■ Task: Reproduce precisely the lines between the start of the data below and the line with "the run ends", both included.

Saved data entries

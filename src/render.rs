//! Renderable snapshot of a run
//!
//! Drawing is left to whoever implements [`RenderSink`]. The crate ships a
//! headless [`LogRenderer`] that writes the HUD line to the log.

use crate::sim::{EntityKind, GameState, GameStatus, Rect};

/// Message shown once the run ends
pub const GAME_OVER_MESSAGE: &str = "Game Over";

/// Everything a renderer needs for one frame
#[derive(Debug, Clone, PartialEq)]
pub struct RenderFrame {
    pub tick: u64,
    pub collector: Rect,
    pub items: Vec<(Rect, EntityKind)>,
    pub collected_count: u32,
    pub poisonous_count: u32,
    pub status: GameStatus,
    /// Centered terminal message, if any
    pub message: Option<&'static str>,
}

impl RenderFrame {
    pub fn capture(state: &GameState) -> Self {
        Self {
            tick: state.time_ticks,
            collector: state.collector.bounds,
            items: state.items.iter().map(|i| (i.bounds, i.kind)).collect(),
            collected_count: state.collected_count,
            poisonous_count: state.poisonous_count,
            status: state.status,
            message: (state.status == GameStatus::GameOver).then_some(GAME_OVER_MESSAGE),
        }
    }

    /// Score line drawn in the top-right corner
    pub fn hud_text(&self) -> String {
        format!(
            "Count: {} Poisonous: {}",
            self.collected_count, self.poisonous_count
        )
    }
}

/// Consumer of one frame per tick
pub trait RenderSink {
    fn render(&mut self, frame: &RenderFrame);
}

/// Headless renderer: logs the HUD every `interval` frames
#[derive(Debug, Clone)]
pub struct LogRenderer {
    interval: u64,
    frames: u64,
    announced_game_over: bool,
    last_hud: String,
}

impl LogRenderer {
    pub fn new(interval: u64) -> Self {
        Self {
            interval: interval.max(1),
            frames: 0,
            announced_game_over: false,
            last_hud: String::new(),
        }
    }

    pub fn frames(&self) -> u64 {
        self.frames
    }

    pub fn last_hud(&self) -> &str {
        &self.last_hud
    }
}

impl Default for LogRenderer {
    fn default() -> Self {
        Self::new(60)
    }
}

impl RenderSink for LogRenderer {
    fn render(&mut self, frame: &RenderFrame) {
        self.frames += 1;
        self.last_hud = frame.hud_text();

        if let Some(message) = frame.message {
            if !self.announced_game_over {
                log::info!("{message} - {}", self.last_hud);
                self.announced_game_over = true;
            }
            return;
        }

        if self.frames % self.interval == 0 {
            log::debug!("[tick {}] {}", frame.tick, self.last_hud);
        }
    }
}
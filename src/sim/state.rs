//! Game state and the Playing -> GameOver state machine
//!
//! One `GameState` is one run. It owns the basket, the fixed set of falling
//! mushrooms, the counters and the seeded spawner; nothing else mutates it
//! outside of a tick.

use serde::{Deserialize, Serialize};

use super::collision::Effect;
use super::difficulty::DifficultyController;
use super::entity::{Arena, Entity, EntityKind, Rect};
use super::spawn::SpawnPolicy;
use crate::Settings;
use crate::consts::{COLLECTED_CUE_EVERY, POISON_LIMIT};

/// Mushrooms falling in a single-player game: one of each kind
pub const SINGLE_PLAYER_LAYOUT: [EntityKind; 3] = [
    EntityKind::Beneficial,
    EntityKind::Poisonous,
    EntityKind::BeneficialAlt,
];

/// Run status
#[derive(Debug, Clone, Copy, PartialEq, Eq, Serialize, Deserialize)]
pub enum GameStatus {
    /// Active gameplay
    Playing,
    /// Run ended (terminal)
    GameOver,
}

/// Sound cues reported outward by the simulation
#[derive(Debug, Clone, Copy, PartialEq, Eq, Hash, Serialize, Deserialize)]
pub enum AudioCue {
    /// Every fifth mushroom collected
    Collected,
    /// Poisonous mushroom caught
    Warning,
    /// Fifth poisonous mushroom caught
    GameOver,
}

/// Complete state of one run
#[derive(Debug, Clone)]
pub struct GameState {
    /// Run seed for reproducibility
    pub seed: u64,
    pub arena: Arena,
    /// The basket
    pub collector: Entity,
    /// Falling mushrooms (fixed count for the whole run, sorted by id)
    pub items: Vec<Entity>,
    /// Good mushrooms caught
    pub collected_count: u32,
    /// Poisonous mushrooms caught
    pub poisonous_count: u32,
    /// Per-milestone fall speed step (only grows)
    pub fall_speed_increment: u32,
    pub status: GameStatus,
    /// Mushrooms that fell past the bottom edge (no penalty)
    pub missed_count: u32,
    /// Simulation tick counter
    pub time_ticks: u64,
    pub difficulty: DifficultyController,
    pub spawner: SpawnPolicy,
    /// Cues raised since the last drain
    cues: Vec<AudioCue>,
    next_id: u32,
}

impl GameState {
    /// New single-player run with three mushrooms
    pub fn new(seed: u64, settings: &Settings) -> Self {
        Self::with_layout(seed, settings, &SINGLE_PLAYER_LAYOUT)
    }

    /// New run with one falling item per entry of `kinds`
    pub fn with_layout(seed: u64, settings: &Settings, kinds: &[EntityKind]) -> Self {
        let arena = settings.arena();
        let collector = Entity {
            id: 0,
            kind: EntityKind::Collector,
            bounds: Rect::new(
                arena.width / 2.0 - settings.collector_width / 2.0,
                settings.collector_y,
                settings.collector_width,
                settings.collector_height,
            ),
        };

        let mut state = Self {
            seed,
            arena,
            collector,
            items: Vec::with_capacity(kinds.len()),
            collected_count: 0,
            poisonous_count: 0,
            fall_speed_increment: settings.initial_fall_speed_increment,
            status: GameStatus::Playing,
            missed_count: 0,
            time_ticks: 0,
            difficulty: DifficultyController::from_settings(settings),
            spawner: SpawnPolicy::new(seed),
            cues: Vec::new(),
            next_id: 1,
        };

        for &kind in kinds.iter().filter(|k| k.is_falling()) {
            let pos = state
                .spawner
                .spawn(kind, arena.width, settings.item_width, settings.item_height);
            let id = state.next_entity_id();
            state.items.push(Entity {
                id,
                kind,
                bounds: Rect::new(pos.x, pos.y, settings.item_width, settings.item_height),
            });
        }

        state
    }

    /// Allocate a new entity ID
    fn next_entity_id(&mut self) -> u32 {
        let id = self.next_id;
        self.next_id += 1;
        id
    }

    pub fn is_over(&self) -> bool {
        self.status == GameStatus::GameOver
    }

    /// Shift the basket horizontally, clamped to the screen
    pub fn move_collector(&mut self, dx: f32) {
        let max_x = (self.arena.width - self.collector.bounds.size.x).max(0.0);
        let bounds = &mut self.collector.bounds;
        bounds.pos.x = (bounds.pos.x + dx).clamp(0.0, max_x);
    }

    /// Send item `index` back above the screen
    pub fn respawn_item(&mut self, index: usize) {
        let width = self.arena.width;
        if let Some(item) = self.items.get_mut(index) {
            self.spawner.respawn(item, width);
        }
    }

    /// Apply a scoring effect and raise the matching cues
    pub fn apply_effect(&mut self, effect: Effect) {
        match effect {
            Effect::Collected => {
                self.collected_count += 1;
                if self.collected_count % COLLECTED_CUE_EVERY == 0 {
                    self.cues.push(AudioCue::Collected);
                }
                let difficulty = self.difficulty;
                difficulty.on_collected(self);
            }
            Effect::Poisoned => {
                self.poisonous_count += 1;
                self.cues.push(AudioCue::Warning);
                if self.poisonous_count == POISON_LIMIT {
                    self.cues.push(AudioCue::GameOver);
                }
            }
        }
    }

    /// Playing -> GameOver once the poison limit is reached.
    ///
    /// Returns true on the tick the transition happens.
    pub fn update_status(&mut self) -> bool {
        if self.status == GameStatus::Playing && self.poisonous_count >= POISON_LIMIT {
            self.status = GameStatus::GameOver;
            log::info!(
                "Game over after {} ticks: collected {}, poisonous {}",
                self.time_ticks,
                self.collected_count,
                self.poisonous_count
            );
            return true;
        }
        false
    }

    /// Current fall speed (pixels/s)
    pub fn fall_speed(&self) -> f32 {
        self.difficulty.current_fall_speed(self)
    }

    /// Take the cues raised since the last call
    pub fn drain_cues(&mut self) -> Vec<AudioCue> {
        std::mem::take(&mut self.cues)
    }

    /// Cues raised since the last drain, without consuming them
    pub fn pending_cues(&self) -> &[AudioCue] {
        &self.cues
    }
}

#[cfg(test)]
mod tests {
    use super::*;
    use crate::consts::MILESTONE;
    use proptest::prelude::*;

    #[test]
    fn test_new_state_layout() {
        let settings = Settings::default();
        let state = GameState::new(12345, &settings);
        assert_eq!(state.status, GameStatus::Playing);
        assert_eq!(state.items.len(), 3);
        assert_eq!(state.collector.kind, EntityKind::Collector);
        assert_eq!(state.collector.bounds.pos.x, 700.0 / 2.0 - 66.0);
        assert_eq!(state.collector.bounds.pos.y, 430.0);
        for item in &state.items {
            assert_eq!(item.bounds.pos.y, -settings.item_height);
            assert!(item.bounds.pos.x >= 0.0);
            assert!(item.bounds.pos.x <= settings.screen_width - settings.item_width);
        }
        let kinds: Vec<_> = state.items.iter().map(|i| i.kind).collect();
        assert_eq!(kinds, SINGLE_PLAYER_LAYOUT.to_vec());
    }

    #[test]
    fn test_layout_ignores_collector_kind() {
        let state = GameState::with_layout(
            1,
            &Settings::default(),
            &[EntityKind::Beneficial, EntityKind::Collector],
        );
        assert_eq!(state.items.len(), 1);
    }

    #[test]
    fn test_collected_cue_every_fifth() {
        let mut state = GameState::new(1, &Settings::default());
        for _ in 0..4 {
            state.apply_effect(Effect::Collected);
        }
        assert!(state.drain_cues().is_empty());
        state.apply_effect(Effect::Collected);
        assert_eq!(state.drain_cues(), vec![AudioCue::Collected]);
    }

    #[test]
    fn test_poison_cues_and_game_over() {
        let mut state = GameState::new(1, &Settings::default());
        for i in 1..POISON_LIMIT {
            state.apply_effect(Effect::Poisoned);
            assert_eq!(state.drain_cues(), vec![AudioCue::Warning]);
            assert!(!state.update_status(), "poison {i} must not end the run");
        }
        state.apply_effect(Effect::Poisoned);
        assert_eq!(state.drain_cues(), vec![AudioCue::Warning, AudioCue::GameOver]);
        assert!(state.update_status());
        assert_eq!(state.status, GameStatus::GameOver);
        // Terminal: no second transition
        assert!(!state.update_status());
    }

    #[test]
    fn test_collector_clamped() {
        let mut state = GameState::new(1, &Settings::default());
        state.move_collector(-10_000.0);
        assert_eq!(state.collector.bounds.pos.x, 0.0);
        state.move_collector(10_000.0);
        assert_eq!(state.collector.bounds.pos.x, 700.0 - 132.0);
    }

    proptest! {
        #[test]
        fn increment_only_grows_at_milestones(
            effects in proptest::collection::vec(any::<bool>(), 0..80),
        ) {
            let mut state = GameState::new(3, &Settings::default());
            let mut previous = state.fall_speed_increment;
            for collected in effects {
                state.apply_effect(if collected { Effect::Collected } else { Effect::Poisoned });
                prop_assert!(state.fall_speed_increment >= previous);
                if state.fall_speed_increment != previous {
                    prop_assert!(collected);
                    prop_assert!(state.collected_count > 0);
                    prop_assert_eq!(state.collected_count % MILESTONE, 0);
                }
                previous = state.fall_speed_increment;
            }
        }

        #[test]
        fn collector_never_leaves_screen(
            moves in proptest::collection::vec(-2000.0f32..2000.0, 1..50),
        ) {
            let mut state = GameState::new(3, &Settings::default());
            for dx in moves {
                state.move_collector(dx);
                let bounds = state.collector.bounds;
                prop_assert!(bounds.left() >= 0.0);
                prop_assert!(bounds.right() <= state.arena.width);
            }
        }
    }
}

■ Answer to the problem:
filename src/render.rs
//! Renderable snapshot of a run
//!
//! Drawing is left to whoever implements [`RenderSink`]. The crate ships a
//! headless [`LogRenderer`] that writes the HUD line to the log.

use crate::sim::{EntityKind, GameState, GameStatus, Rect};

/// Message shown once the run ends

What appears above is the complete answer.